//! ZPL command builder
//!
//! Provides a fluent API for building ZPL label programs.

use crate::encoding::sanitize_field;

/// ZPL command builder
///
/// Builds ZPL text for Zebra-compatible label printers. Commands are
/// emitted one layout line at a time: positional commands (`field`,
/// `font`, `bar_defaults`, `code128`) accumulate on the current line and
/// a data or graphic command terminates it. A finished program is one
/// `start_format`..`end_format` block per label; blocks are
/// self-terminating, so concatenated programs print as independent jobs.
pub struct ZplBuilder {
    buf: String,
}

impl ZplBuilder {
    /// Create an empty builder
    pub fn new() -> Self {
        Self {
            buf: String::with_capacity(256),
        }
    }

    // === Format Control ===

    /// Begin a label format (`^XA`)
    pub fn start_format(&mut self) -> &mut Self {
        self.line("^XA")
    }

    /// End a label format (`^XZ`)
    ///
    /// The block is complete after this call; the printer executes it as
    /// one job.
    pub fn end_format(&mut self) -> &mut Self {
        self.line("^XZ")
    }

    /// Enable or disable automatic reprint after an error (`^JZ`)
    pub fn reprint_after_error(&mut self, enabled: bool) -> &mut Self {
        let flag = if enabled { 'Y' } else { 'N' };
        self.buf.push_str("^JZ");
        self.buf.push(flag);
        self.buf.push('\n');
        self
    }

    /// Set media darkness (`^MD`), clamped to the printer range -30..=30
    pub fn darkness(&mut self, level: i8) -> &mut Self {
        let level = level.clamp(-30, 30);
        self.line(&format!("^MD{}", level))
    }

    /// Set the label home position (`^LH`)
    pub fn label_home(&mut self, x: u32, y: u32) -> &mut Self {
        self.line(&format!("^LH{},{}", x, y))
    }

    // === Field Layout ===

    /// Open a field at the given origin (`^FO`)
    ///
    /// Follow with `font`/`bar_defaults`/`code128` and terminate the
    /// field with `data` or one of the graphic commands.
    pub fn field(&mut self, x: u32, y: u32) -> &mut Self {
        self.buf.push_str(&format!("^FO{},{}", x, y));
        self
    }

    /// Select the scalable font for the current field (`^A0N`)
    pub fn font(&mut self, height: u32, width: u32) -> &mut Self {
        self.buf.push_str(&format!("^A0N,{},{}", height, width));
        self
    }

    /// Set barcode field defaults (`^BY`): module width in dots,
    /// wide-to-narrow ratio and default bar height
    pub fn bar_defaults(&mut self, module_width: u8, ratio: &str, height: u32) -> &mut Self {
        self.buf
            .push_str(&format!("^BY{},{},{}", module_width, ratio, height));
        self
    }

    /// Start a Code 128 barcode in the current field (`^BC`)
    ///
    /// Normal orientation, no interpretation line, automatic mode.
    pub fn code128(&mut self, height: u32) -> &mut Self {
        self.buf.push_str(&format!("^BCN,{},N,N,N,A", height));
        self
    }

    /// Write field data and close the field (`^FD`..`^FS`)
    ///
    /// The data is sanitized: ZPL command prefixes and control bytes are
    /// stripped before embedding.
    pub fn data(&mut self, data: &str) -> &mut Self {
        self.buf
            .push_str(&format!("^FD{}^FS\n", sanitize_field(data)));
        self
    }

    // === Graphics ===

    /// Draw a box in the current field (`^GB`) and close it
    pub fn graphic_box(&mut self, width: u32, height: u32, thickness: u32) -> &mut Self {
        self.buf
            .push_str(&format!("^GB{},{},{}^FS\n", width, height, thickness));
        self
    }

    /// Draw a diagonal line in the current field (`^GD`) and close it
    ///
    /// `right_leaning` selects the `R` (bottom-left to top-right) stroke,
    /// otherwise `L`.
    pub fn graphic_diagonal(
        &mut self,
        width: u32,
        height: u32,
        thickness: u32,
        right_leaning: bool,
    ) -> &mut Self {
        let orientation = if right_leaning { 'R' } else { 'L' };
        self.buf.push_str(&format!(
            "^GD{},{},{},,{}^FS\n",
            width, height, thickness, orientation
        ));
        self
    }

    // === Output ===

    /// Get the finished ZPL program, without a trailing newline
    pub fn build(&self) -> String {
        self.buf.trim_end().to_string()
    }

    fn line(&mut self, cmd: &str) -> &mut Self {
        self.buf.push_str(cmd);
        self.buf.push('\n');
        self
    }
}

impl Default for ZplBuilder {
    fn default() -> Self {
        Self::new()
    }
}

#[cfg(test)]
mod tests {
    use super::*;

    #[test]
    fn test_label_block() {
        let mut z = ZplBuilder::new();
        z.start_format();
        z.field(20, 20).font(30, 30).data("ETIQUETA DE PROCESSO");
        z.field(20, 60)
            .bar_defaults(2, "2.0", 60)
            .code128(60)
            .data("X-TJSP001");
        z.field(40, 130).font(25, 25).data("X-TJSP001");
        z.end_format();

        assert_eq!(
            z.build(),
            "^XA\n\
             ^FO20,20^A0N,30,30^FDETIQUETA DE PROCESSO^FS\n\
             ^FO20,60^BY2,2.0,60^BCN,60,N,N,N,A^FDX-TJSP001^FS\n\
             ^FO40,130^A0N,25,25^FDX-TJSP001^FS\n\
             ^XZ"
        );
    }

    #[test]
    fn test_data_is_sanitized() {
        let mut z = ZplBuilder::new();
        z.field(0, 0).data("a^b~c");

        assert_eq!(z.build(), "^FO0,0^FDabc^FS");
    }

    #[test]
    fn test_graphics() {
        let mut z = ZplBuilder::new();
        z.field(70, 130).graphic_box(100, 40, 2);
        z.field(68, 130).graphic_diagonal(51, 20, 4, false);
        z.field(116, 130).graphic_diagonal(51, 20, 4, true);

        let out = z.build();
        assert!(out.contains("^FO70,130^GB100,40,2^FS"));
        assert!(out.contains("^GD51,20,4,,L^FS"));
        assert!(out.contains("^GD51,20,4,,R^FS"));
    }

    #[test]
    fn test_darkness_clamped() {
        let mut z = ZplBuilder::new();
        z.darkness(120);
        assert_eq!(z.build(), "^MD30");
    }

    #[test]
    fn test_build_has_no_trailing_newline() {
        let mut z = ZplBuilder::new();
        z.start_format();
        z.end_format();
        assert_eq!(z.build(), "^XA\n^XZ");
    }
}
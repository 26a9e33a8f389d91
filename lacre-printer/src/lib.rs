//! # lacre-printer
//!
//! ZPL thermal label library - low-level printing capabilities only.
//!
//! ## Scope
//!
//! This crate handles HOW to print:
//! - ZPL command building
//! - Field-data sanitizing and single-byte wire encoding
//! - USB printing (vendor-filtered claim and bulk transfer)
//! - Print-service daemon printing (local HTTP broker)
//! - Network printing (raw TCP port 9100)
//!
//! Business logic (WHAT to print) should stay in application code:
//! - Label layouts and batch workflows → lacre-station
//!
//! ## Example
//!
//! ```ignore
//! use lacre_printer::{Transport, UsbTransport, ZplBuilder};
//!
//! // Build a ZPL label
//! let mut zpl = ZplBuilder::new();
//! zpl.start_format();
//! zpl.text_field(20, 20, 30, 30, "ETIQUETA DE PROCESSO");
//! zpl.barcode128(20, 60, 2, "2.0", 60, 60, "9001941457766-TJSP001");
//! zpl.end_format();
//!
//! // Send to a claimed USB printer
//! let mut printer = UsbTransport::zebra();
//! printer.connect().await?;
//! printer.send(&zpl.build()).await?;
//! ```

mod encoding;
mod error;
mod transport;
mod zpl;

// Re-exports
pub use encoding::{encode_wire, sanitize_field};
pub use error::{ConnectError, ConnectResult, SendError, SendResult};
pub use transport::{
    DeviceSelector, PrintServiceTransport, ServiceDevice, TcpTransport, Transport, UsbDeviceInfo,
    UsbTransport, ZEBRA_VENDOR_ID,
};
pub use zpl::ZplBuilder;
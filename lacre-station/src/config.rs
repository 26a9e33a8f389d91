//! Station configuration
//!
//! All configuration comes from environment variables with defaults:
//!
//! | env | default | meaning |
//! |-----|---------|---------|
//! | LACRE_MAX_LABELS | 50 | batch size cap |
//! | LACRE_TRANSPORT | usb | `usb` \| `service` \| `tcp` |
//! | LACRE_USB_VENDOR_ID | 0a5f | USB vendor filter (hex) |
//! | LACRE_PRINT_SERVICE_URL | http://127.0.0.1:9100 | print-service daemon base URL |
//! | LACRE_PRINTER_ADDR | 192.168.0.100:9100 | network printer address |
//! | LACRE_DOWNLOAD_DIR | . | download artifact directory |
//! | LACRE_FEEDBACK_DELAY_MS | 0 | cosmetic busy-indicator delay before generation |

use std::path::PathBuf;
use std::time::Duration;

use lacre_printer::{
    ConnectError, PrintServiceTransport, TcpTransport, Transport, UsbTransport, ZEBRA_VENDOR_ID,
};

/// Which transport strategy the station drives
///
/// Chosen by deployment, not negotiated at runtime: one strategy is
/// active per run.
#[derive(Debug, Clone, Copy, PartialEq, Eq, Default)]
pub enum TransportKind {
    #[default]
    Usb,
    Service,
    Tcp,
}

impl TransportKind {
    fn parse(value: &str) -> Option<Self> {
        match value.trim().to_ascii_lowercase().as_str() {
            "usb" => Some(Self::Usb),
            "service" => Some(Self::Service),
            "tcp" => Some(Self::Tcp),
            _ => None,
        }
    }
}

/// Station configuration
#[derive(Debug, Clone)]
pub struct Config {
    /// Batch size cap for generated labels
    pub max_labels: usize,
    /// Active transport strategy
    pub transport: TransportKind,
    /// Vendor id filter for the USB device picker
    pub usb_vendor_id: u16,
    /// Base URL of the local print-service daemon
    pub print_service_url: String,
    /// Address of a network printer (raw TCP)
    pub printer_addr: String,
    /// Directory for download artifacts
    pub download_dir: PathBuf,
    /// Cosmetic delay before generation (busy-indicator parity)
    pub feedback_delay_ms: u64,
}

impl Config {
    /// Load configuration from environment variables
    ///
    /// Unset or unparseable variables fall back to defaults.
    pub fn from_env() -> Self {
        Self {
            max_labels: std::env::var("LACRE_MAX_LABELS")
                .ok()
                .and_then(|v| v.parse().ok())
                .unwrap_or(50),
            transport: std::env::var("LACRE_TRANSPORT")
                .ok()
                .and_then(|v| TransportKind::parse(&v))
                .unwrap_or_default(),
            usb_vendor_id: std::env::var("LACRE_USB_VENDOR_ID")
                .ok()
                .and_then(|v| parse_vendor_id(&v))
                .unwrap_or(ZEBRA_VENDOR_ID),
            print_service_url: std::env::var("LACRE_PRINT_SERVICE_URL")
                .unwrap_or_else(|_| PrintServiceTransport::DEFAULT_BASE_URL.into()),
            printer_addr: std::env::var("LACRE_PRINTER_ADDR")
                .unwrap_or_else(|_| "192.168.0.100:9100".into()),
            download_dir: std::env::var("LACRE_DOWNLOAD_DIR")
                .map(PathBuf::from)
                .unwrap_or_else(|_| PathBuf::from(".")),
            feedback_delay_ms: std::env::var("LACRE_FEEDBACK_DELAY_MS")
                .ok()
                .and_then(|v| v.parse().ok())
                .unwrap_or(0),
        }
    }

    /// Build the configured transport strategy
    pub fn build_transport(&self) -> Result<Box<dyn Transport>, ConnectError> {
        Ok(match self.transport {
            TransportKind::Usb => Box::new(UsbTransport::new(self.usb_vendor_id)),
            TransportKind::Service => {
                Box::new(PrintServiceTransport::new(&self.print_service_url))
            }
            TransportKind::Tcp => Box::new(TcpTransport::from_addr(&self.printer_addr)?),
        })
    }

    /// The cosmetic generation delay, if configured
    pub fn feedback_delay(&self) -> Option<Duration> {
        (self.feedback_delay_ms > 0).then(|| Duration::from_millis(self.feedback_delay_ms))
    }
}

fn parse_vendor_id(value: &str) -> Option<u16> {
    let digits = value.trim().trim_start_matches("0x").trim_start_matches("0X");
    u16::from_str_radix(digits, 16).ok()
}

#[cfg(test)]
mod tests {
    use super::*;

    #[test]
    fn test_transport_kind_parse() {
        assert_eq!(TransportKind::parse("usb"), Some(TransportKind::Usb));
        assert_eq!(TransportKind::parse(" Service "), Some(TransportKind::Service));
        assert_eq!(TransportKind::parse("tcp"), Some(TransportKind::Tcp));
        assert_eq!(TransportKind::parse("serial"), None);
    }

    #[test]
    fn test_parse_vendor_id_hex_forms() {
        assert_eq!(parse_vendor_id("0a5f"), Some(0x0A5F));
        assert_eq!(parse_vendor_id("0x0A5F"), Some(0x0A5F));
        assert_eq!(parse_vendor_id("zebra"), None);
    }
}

○ ○ ○ ○ ○ ○ ○

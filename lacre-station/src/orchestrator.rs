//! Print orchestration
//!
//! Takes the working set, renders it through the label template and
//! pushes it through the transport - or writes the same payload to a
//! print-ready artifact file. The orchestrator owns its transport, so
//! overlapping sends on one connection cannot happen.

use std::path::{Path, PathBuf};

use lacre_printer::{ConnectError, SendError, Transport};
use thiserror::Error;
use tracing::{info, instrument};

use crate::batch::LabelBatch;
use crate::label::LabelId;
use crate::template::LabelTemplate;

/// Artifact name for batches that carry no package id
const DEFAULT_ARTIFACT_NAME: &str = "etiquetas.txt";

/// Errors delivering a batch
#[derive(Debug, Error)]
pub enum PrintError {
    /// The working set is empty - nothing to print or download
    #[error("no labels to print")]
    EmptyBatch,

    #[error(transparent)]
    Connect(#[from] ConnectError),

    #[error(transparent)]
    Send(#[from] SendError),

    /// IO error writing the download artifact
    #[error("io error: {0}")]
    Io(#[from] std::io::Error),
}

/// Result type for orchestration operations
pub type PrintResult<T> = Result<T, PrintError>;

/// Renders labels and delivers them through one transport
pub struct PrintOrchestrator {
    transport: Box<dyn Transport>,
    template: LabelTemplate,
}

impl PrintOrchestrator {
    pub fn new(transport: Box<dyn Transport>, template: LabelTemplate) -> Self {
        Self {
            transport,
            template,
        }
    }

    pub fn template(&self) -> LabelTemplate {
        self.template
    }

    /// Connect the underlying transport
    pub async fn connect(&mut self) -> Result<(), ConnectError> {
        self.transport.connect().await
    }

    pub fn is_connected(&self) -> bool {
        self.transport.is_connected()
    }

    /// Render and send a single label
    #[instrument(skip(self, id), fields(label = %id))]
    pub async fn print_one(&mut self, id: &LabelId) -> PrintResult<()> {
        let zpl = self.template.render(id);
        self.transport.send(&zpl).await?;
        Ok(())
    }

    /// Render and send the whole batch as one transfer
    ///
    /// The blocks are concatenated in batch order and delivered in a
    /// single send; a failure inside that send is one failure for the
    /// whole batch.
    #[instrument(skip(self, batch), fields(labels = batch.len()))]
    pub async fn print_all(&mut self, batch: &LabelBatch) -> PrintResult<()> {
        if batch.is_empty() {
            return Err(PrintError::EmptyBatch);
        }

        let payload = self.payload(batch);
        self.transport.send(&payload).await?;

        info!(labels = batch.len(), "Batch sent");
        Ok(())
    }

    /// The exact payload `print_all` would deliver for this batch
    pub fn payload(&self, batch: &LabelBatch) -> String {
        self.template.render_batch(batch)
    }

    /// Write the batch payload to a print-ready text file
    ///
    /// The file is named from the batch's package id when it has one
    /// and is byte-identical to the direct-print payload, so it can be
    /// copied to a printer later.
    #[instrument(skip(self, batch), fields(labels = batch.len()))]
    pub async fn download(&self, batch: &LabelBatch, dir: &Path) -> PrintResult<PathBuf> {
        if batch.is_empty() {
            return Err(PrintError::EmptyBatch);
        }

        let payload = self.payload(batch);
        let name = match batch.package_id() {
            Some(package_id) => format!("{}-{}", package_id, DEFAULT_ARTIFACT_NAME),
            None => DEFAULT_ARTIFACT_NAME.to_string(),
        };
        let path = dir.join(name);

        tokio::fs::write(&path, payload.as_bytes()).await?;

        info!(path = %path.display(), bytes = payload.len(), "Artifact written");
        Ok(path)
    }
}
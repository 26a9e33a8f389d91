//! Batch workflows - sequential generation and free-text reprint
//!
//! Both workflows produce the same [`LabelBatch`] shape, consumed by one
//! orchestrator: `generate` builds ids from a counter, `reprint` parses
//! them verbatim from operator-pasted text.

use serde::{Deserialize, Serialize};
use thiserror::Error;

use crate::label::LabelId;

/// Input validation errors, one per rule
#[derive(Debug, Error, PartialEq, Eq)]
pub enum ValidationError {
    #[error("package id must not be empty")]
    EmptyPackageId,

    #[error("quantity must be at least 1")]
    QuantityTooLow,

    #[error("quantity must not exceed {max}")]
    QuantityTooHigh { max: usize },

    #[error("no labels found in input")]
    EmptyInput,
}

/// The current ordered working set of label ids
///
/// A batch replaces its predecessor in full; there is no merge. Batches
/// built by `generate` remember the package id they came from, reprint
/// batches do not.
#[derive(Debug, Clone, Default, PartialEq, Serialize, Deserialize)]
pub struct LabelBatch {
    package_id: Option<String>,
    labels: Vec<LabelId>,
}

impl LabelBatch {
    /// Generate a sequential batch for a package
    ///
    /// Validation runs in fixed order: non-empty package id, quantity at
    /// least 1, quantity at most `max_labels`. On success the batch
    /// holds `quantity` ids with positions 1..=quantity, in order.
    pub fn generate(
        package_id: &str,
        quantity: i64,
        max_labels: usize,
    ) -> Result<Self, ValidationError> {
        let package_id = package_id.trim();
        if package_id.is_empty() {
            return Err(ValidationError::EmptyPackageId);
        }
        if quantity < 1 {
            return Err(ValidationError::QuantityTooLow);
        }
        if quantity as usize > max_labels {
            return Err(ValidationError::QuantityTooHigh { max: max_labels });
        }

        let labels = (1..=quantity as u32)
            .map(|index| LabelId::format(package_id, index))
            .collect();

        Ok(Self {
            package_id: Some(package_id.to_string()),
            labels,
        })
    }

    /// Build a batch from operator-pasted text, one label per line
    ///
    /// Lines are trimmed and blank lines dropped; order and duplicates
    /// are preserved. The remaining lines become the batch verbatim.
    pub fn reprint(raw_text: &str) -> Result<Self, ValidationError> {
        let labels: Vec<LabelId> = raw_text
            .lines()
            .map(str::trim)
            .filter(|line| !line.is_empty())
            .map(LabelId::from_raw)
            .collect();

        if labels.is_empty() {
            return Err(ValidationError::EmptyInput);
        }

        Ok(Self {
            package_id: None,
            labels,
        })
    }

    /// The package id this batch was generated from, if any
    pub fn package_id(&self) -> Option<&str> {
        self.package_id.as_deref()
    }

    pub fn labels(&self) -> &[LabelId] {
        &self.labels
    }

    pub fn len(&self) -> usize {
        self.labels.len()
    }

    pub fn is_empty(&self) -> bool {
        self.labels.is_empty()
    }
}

○ ○ ○ ○ ○ ○ ○

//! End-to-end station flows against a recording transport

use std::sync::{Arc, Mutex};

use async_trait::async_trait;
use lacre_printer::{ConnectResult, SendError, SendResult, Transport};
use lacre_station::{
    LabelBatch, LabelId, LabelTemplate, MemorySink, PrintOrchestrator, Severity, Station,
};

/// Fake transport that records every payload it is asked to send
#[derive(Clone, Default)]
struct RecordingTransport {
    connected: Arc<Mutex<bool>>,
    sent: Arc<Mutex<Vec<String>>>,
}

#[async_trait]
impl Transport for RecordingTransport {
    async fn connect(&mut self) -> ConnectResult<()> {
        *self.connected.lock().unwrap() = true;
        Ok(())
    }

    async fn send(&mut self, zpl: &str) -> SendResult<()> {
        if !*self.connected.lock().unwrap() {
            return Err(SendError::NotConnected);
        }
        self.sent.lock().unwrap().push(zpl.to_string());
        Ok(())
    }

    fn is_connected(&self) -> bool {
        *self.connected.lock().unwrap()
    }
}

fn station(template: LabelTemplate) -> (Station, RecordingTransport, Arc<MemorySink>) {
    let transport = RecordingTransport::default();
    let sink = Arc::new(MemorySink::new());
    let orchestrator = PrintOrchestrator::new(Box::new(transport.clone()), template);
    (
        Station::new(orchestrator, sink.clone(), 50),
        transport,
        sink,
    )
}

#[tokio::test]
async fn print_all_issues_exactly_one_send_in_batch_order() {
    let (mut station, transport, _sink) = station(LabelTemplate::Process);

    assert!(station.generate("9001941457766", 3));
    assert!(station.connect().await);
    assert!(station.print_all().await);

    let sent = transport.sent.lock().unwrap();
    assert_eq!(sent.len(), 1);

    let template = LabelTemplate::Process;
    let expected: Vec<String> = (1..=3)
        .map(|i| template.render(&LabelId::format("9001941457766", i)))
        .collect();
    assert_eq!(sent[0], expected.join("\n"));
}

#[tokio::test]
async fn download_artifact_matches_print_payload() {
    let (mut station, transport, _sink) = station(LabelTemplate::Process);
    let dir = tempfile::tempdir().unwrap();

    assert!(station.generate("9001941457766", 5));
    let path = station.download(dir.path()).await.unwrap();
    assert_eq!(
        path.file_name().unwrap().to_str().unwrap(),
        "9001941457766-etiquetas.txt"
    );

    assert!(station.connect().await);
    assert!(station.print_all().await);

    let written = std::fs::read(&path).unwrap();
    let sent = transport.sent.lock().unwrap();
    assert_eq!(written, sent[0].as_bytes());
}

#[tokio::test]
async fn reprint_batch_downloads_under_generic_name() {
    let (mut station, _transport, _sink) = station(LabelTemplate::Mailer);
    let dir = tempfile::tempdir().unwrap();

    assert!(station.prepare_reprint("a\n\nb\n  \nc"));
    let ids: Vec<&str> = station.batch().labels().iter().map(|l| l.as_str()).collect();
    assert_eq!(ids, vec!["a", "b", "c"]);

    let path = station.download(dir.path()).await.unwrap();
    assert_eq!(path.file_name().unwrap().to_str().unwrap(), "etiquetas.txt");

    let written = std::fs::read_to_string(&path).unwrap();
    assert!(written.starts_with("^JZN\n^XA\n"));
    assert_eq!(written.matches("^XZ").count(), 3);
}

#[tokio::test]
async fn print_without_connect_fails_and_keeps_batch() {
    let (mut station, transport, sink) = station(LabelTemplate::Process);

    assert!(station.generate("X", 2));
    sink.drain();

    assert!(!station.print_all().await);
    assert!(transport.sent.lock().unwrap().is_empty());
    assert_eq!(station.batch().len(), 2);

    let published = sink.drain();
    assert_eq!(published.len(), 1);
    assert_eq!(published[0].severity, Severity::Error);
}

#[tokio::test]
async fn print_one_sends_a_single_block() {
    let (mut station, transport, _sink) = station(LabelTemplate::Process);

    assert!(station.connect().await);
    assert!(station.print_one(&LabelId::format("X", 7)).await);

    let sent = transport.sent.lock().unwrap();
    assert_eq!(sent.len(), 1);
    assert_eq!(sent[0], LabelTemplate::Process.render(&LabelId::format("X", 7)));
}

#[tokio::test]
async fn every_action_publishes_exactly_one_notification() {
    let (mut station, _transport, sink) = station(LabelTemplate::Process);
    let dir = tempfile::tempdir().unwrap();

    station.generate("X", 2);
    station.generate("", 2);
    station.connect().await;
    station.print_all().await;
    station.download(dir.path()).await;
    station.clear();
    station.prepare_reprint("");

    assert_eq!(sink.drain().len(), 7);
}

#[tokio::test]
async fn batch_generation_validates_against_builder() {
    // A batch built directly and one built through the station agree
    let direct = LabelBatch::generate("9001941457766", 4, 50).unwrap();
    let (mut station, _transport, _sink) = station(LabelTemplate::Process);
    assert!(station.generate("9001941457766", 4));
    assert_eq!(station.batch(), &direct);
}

○ ○ ○ ○ ○ ○ ○

▸ Problem to work on
Looking through the data above, copy out each line in which the string "current" occurs.

▸ Finished exercise
/// `font`, `bar_defaults`, `code128`) accumulate on the current line and
    /// Select the scalable font for the current field (`^A0N`)
    /// Start a Code 128 barcode in the current field (`^BC`)
    /// Draw a box in the current field (`^GB`) and close it
    /// Draw a diagonal line in the current field (`^GD`) and close it
/// The current ordered working set of label ids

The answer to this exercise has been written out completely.